By Christopher Dinsmore, The Baltimore Sun
8:40 PM EDT, May 30, 2014
Bay Bank has agreed to assume the deposits and most of the assets of Slavie Federal Savings Bank after federal regulators closed the institution with offices in Bel Air and Baltimore.
The federal Office of the Comptroller of the Currency closed Bel Air-based Slavie on Friday night.
Lutherville-based Bay Bank agreed to assume Slavie's deposits — about $115 million — and buy $94 million of the thrift's loans from the Federal Deposit Insurance Corp., which manages the assets of failed banks. The FDIC will retain about $10 million of Slavie's assets, including its foreclosed real estate.
The FDIC said the failure is expected to cost the federal insurance fund $6.6 million.
Customers of Slavie, which is more than 100 years old, will have uninterrupted access to their deposits by writing checks or using ATMs, debit cards or the Internet. Both Slavie branches will reopen as Bay Bank offices at 9 a.m. Saturday.
"We are pleased to welcome Slavie Federal Savings Bank customers to the Bay Bank family and want to assure all customers of Slavie that their deposits are safe and accessible," said Kevin Cashen, Bay Bank's president and CEO.

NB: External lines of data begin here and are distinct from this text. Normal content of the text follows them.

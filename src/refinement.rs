//! Refinement Loop
//!
//! Bounded validate/rewrite cycle over a single code artifact:
//!
//! ```text
//! Validating ──affirmative──────────────▶ Done
//!     │ feedback
//!     ▼
//! Refining ──iterations == cap──────────▶ Done
//!     │ rewrite, iterations += 1
//!     └──────────▶ Validating (or Done once the cap is reached)
//! ```
//!
//! The same model writes and judges the code, so convergence is best effort.
//! Exhausting the cap is not an error; the latest artifact is returned.

use crate::error::{AutoprocessError, Result};
use crate::gateway::{CallKind, GatewayError, ModelGateway};
use crate::stages::{CodeArtifact, PostProcessing};
use serde::{Deserialize, Serialize};
use tracing::{info, warn};

/// How a pipeline reacts when a validation or refinement call fails.
#[derive(Debug, Clone, Copy, PartialEq, Eq, Serialize, Deserialize)]
pub enum FailurePolicy {
    /// Surface `ValidationCallFailed` / `RefinementCallFailed`.
    Raise,
    /// Stop on a failed validation, keep the previous code on a failed refinement.
    Degrade,
}

/// Textual verdict that ends the loop.
#[derive(Debug, Clone, Copy, PartialEq, Eq, Serialize, Deserialize)]
pub enum SuccessSignal {
    /// `production-ready` or `no errors`.
    ProductionReady,
    /// `valid`. Note that `invalid` contains it too.
    Valid,
}

impl SuccessSignal {
    pub fn markers(&self) -> &'static [&'static str] {
        match self {
            SuccessSignal::ProductionReady => &["production-ready", "no errors"],
            SuccessSignal::Valid => &["valid"],
        }
    }

    /// Case-insensitive substring match against any marker.
    pub fn is_affirmative(&self, feedback: &str) -> bool {
        let feedback = feedback.to_lowercase();
        self.markers().iter().any(|m| feedback.contains(m))
    }
}

/// Prompt layout for the two calls the loop makes.
pub trait RefinementPrompts: Send + Sync {
    fn validation(&self, code: &str) -> Vec<String>;

    /// `feedback` is the full, unmodified validation text.
    fn refinement(&self, feedback: &str, code: &str) -> Vec<String>;
}

#[derive(Debug)]
pub enum LoopState {
    Validating,
    Refining { feedback: String },
    Done { converged: bool },
    Failed(AutoprocessError),
}

#[derive(Debug, Clone, PartialEq, Eq, Serialize, Deserialize)]
pub struct RefinementOutcome {
    pub code: CodeArtifact,
    /// Refinement rounds performed, failed ones included.
    pub iterations: usize,
    pub validations: usize,
    /// The last validation verdict was affirmative.
    pub converged: bool,
}

pub struct RefinementLoop<'a> {
    gateway: &'a ModelGateway,
    prompts: &'a dyn RefinementPrompts,
    policy: FailurePolicy,
    signal: SuccessSignal,
    post: PostProcessing,
    max_iterations: usize,
}

impl<'a> RefinementLoop<'a> {
    pub fn new(
        gateway: &'a ModelGateway,
        prompts: &'a dyn RefinementPrompts,
        policy: FailurePolicy,
        signal: SuccessSignal,
    ) -> Self {
        Self {
            gateway,
            prompts,
            policy,
            signal,
            post: PostProcessing::default(),
            max_iterations: crate::config::DEFAULT_MAX_ITERATIONS,
        }
    }

    pub fn with_post_processing(mut self, post: PostProcessing) -> Self {
        self.post = post;
        self
    }

    pub fn with_max_iterations(mut self, max_iterations: usize) -> Self {
        self.max_iterations = max_iterations;
        self
    }

    pub async fn run(&self, initial: CodeArtifact) -> Result<RefinementOutcome> {
        let mut code = initial;
        let mut iterations = 0usize;
        let mut validations = 0usize;
        let mut state = LoopState::Validating;

        loop {
            state = match state {
                LoopState::Validating => {
                    validations += 1;
                    let parts = self.prompts.validation(&code);
                    match self.gateway.complete(CallKind::Validation, &parts).await {
                        Ok(feedback) if self.signal.is_affirmative(&feedback) => {
                            info!(validations, iterations, "code accepted by validator");
                            LoopState::Done { converged: true }
                        }
                        Ok(feedback) => LoopState::Refining { feedback },
                        Err(e) => self.on_validation_failure(e),
                    }
                }
                LoopState::Refining { feedback } => {
                    if iterations >= self.max_iterations {
                        info!(iterations, "iteration cap reached, returning latest code");
                        LoopState::Done { converged: false }
                    } else {
                        let parts = self.prompts.refinement(&feedback, &code);
                        match self.gateway.complete(CallKind::Refinement, &parts).await {
                            Ok(text) => {
                                code = self.post.refined(&text);
                                iterations += 1;
                                info!(iteration = iterations, "code refined");
                                self.after_refinement(iterations)
                            }
                            Err(e) => match self.policy {
                                FailurePolicy::Raise => {
                                    LoopState::Failed(AutoprocessError::RefinementCallFailed(e))
                                }
                                FailurePolicy::Degrade => {
                                    warn!("refinement call failed, keeping previous code: {}", e);
                                    iterations += 1;
                                    self.after_refinement(iterations)
                                }
                            },
                        }
                    }
                }
                LoopState::Done { converged } => {
                    return Ok(RefinementOutcome {
                        code,
                        iterations,
                        validations,
                        converged,
                    });
                }
                LoopState::Failed(e) => return Err(e),
            };
        }
    }

    fn on_validation_failure(&self, e: GatewayError) -> LoopState {
        match self.policy {
            FailurePolicy::Raise => LoopState::Failed(AutoprocessError::ValidationCallFailed(e)),
            FailurePolicy::Degrade => {
                warn!("validation call failed, returning current code: {}", e);
                LoopState::Done { converged: false }
            }
        }
    }

    fn after_refinement(&self, iterations: usize) -> LoopState {
        if iterations >= self.max_iterations {
            info!(iterations, "iteration cap reached, returning latest code");
            LoopState::Done { converged: false }
        } else {
            LoopState::Validating
        }
    }
}

#[cfg(test)]
mod tests {
    use super::*;
    use crate::gateway::ScriptedBackend;
    use std::sync::Arc;

    struct PlainPrompts;

    impl RefinementPrompts for PlainPrompts {
        fn validation(&self, code: &str) -> Vec<String> {
            vec![format!("Validate:\n{}", code)]
        }

        fn refinement(&self, feedback: &str, code: &str) -> Vec<String> {
            vec![format!("Feedback: {}", feedback), format!("Current Code:\n{}", code)]
        }
    }

    async fn gateway_with(
        responses: Vec<std::result::Result<String, GatewayError>>,
    ) -> (ModelGateway, Arc<ScriptedBackend>) {
        let mut all = vec![Ok("ok".to_string())];
        all.extend(responses);
        let backend = Arc::new(ScriptedBackend::new(all));
        let gateway = ModelGateway::connect(backend.clone()).await.unwrap();
        (gateway, backend)
    }

    fn text(s: &str) -> std::result::Result<String, GatewayError> {
        Ok(s.to_string())
    }

    /// Raise on failure, converge on "production-ready".
    fn strict(gateway: &ModelGateway) -> RefinementLoop<'_> {
        RefinementLoop::new(
            gateway,
            &PlainPrompts,
            FailurePolicy::Raise,
            SuccessSignal::ProductionReady,
        )
    }

    /// Keep the best code on failure, converge on "valid".
    fn lenient(gateway: &ModelGateway) -> RefinementLoop<'_> {
        RefinementLoop::new(gateway, &PlainPrompts, FailurePolicy::Degrade, SuccessSignal::Valid)
    }

    #[test]
    fn test_success_signals() {
        assert!(SuccessSignal::ProductionReady.is_affirmative("The code is Production-Ready."));
        assert!(SuccessSignal::ProductionReady.is_affirmative("NO ERRORS found"));
        assert!(!SuccessSignal::ProductionReady.is_affirmative("productionready"));
        assert!(!SuccessSignal::ProductionReady.is_affirmative("VALID"));
        assert!(SuccessSignal::Valid.is_affirmative("VALID"));
        assert!(SuccessSignal::Valid.is_affirmative("This code is invalid"));
        assert!(!SuccessSignal::Valid.is_affirmative("Add a null check"));
    }

    #[tokio::test]
    async fn test_affirmative_first_verdict() {
        let (gateway, _) = gateway_with(vec![text("production-ready")]).await;
        let outcome = strict(&gateway)
            .run("import pandas as pd".to_string())
            .await
            .unwrap();

        assert_eq!(outcome.code, "import pandas as pd");
        assert_eq!(outcome.validations, 1);
        assert_eq!(outcome.iterations, 0);
        assert!(outcome.converged);

        let transcript = gateway.transcript();
        assert_eq!(transcript.count(CallKind::Validation), 1);
        assert_eq!(transcript.count(CallKind::Refinement), 0);
    }

    #[tokio::test]
    async fn test_cap_exhaustion_returns_latest_code() {
        let (gateway, _) = gateway_with(vec![
            text("fix a"),
            text("v1"),
            text("fix b"),
            text("v2"),
            text("fix c"),
            text("  v3  "),
        ])
        .await;

        let outcome = strict(&gateway)
            .with_max_iterations(3)
            .run("v0".to_string())
            .await
            .unwrap();

        assert_eq!(outcome.code, "v3");
        assert_eq!(outcome.iterations, 3);
        assert_eq!(outcome.validations, 3);
        assert!(!outcome.converged);
        assert!(gateway.transcript().count(CallKind::Validation) <= 4);
    }

    #[tokio::test]
    async fn test_zero_cap_validates_once() {
        let (gateway, backend) = gateway_with(vec![text("needs work")]).await;
        let outcome = strict(&gateway)
            .with_max_iterations(0)
            .run("v0".to_string())
            .await
            .unwrap();

        assert_eq!(outcome.code, "v0");
        assert_eq!(outcome.validations, 1);
        assert_eq!(outcome.iterations, 0);
        assert_eq!(backend.remaining(), 0);
    }

    #[tokio::test]
    async fn test_converges_after_refinement() {
        let (gateway, backend) = gateway_with(vec![
            text("Missing import for numpy"),
            text("import numpy as np\nv1"),
            text("no errors"),
        ])
        .await;

        let outcome = strict(&gateway)
            .run("v0".to_string())
            .await
            .unwrap();

        assert_eq!(outcome.code, "import numpy as np\nv1");
        assert_eq!(outcome.iterations, 1);
        assert_eq!(outcome.validations, 2);
        assert!(outcome.converged);

        let refinement_prompt = backend.prompt_text(2).unwrap();
        assert!(refinement_prompt.contains("Feedback: Missing import for numpy"));
        assert!(refinement_prompt.contains("Current Code:\nv0"));
    }

    #[tokio::test]
    async fn test_refined_code_post_processing() {
        let (gateway, _) = gateway_with(vec![text("fix"), text("Sure!\nimport os\nv1\n")]).await;
        let post = PostProcessing {
            trim_synthesized: true,
            imports_after_synthesis: true,
            imports_after_refinement: true,
        };

        let outcome = strict(&gateway)
            .with_post_processing(post)
            .with_max_iterations(1)
            .run("v0".to_string())
            .await
            .unwrap();
        assert_eq!(outcome.code, "import os\nv1");
    }

    #[tokio::test]
    async fn test_raise_on_validation_failure() {
        let (gateway, _) = gateway_with(vec![text("")]).await;
        let err = strict(&gateway)
            .run("v0".to_string())
            .await
            .unwrap_err();
        assert!(matches!(
            err,
            AutoprocessError::ValidationCallFailed(GatewayError::EmptyCompletion)
        ));
    }

    #[tokio::test]
    async fn test_raise_on_refinement_failure() {
        let (gateway, _) = gateway_with(vec![
            text("fix"),
            Err(GatewayError::Transport("timeout".to_string())),
        ])
        .await;
        let err = strict(&gateway)
            .run("v0".to_string())
            .await
            .unwrap_err();
        assert!(matches!(err, AutoprocessError::RefinementCallFailed(_)));
    }

    #[tokio::test]
    async fn test_degrade_on_validation_failure() {
        let (gateway, _) = gateway_with(vec![text("improve naming"), text("v1"), text("")]).await;
        let outcome = lenient(&gateway)
            .run("v0".to_string())
            .await
            .unwrap();

        assert_eq!(outcome.code, "v1");
        assert_eq!(outcome.iterations, 1);
        assert_eq!(outcome.validations, 2);
        assert!(!outcome.converged);
    }

    #[tokio::test]
    async fn test_degrade_keeps_code_on_refinement_failure() {
        let (gateway, _) = gateway_with(vec![
            text("improve naming"),
            text(""),
            text("add checks"),
            text("v2"),
            text("VALID"),
        ])
        .await;

        let outcome = lenient(&gateway)
            .run("v0".to_string())
            .await
            .unwrap();

        assert_eq!(outcome.code, "v2");
        assert_eq!(outcome.iterations, 2);
        assert_eq!(outcome.validations, 3);
        assert!(outcome.converged);
    }

    #[tokio::test]
    async fn test_validation_calls_bounded_by_cap() {
        for cap in 0..5 {
            let mut responses = Vec::new();
            for i in 0..(cap + 1) {
                responses.push(text("still wrong"));
                responses.push(text(&format!("v{}", i + 1)));
            }
            let (gateway, _) = gateway_with(responses).await;

            let outcome = strict(&gateway)
                .with_max_iterations(cap)
                .run("v0".to_string())
                .await
                .unwrap();

            assert_eq!(outcome.iterations, cap);
            assert!(outcome.validations <= cap + 1);
            assert_eq!(gateway.transcript().count(CallKind::Refinement), cap);
        }
    }
}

Before acquiring Slavie, Bay Bank had nine locations in Baltimore City and Baltimore County as well as in Anne Arundel and Harford counties. After the Slavie takeover, Bay Bancorp, the bank's parent, will have assets in excess of $500 million.
"This acquisition is part of our continuing strategy to build a solid, local community bank in the Baltimore/Washington region," said Joseph J. Thomas, Bay Bancorp's executive chairman.
Slavie is the first FDIC-insured institution to fail in the state since April 2012, when the Bank of the Eastern Shore in Cambridge was seized. It's the ninth bank failure nationwide this year.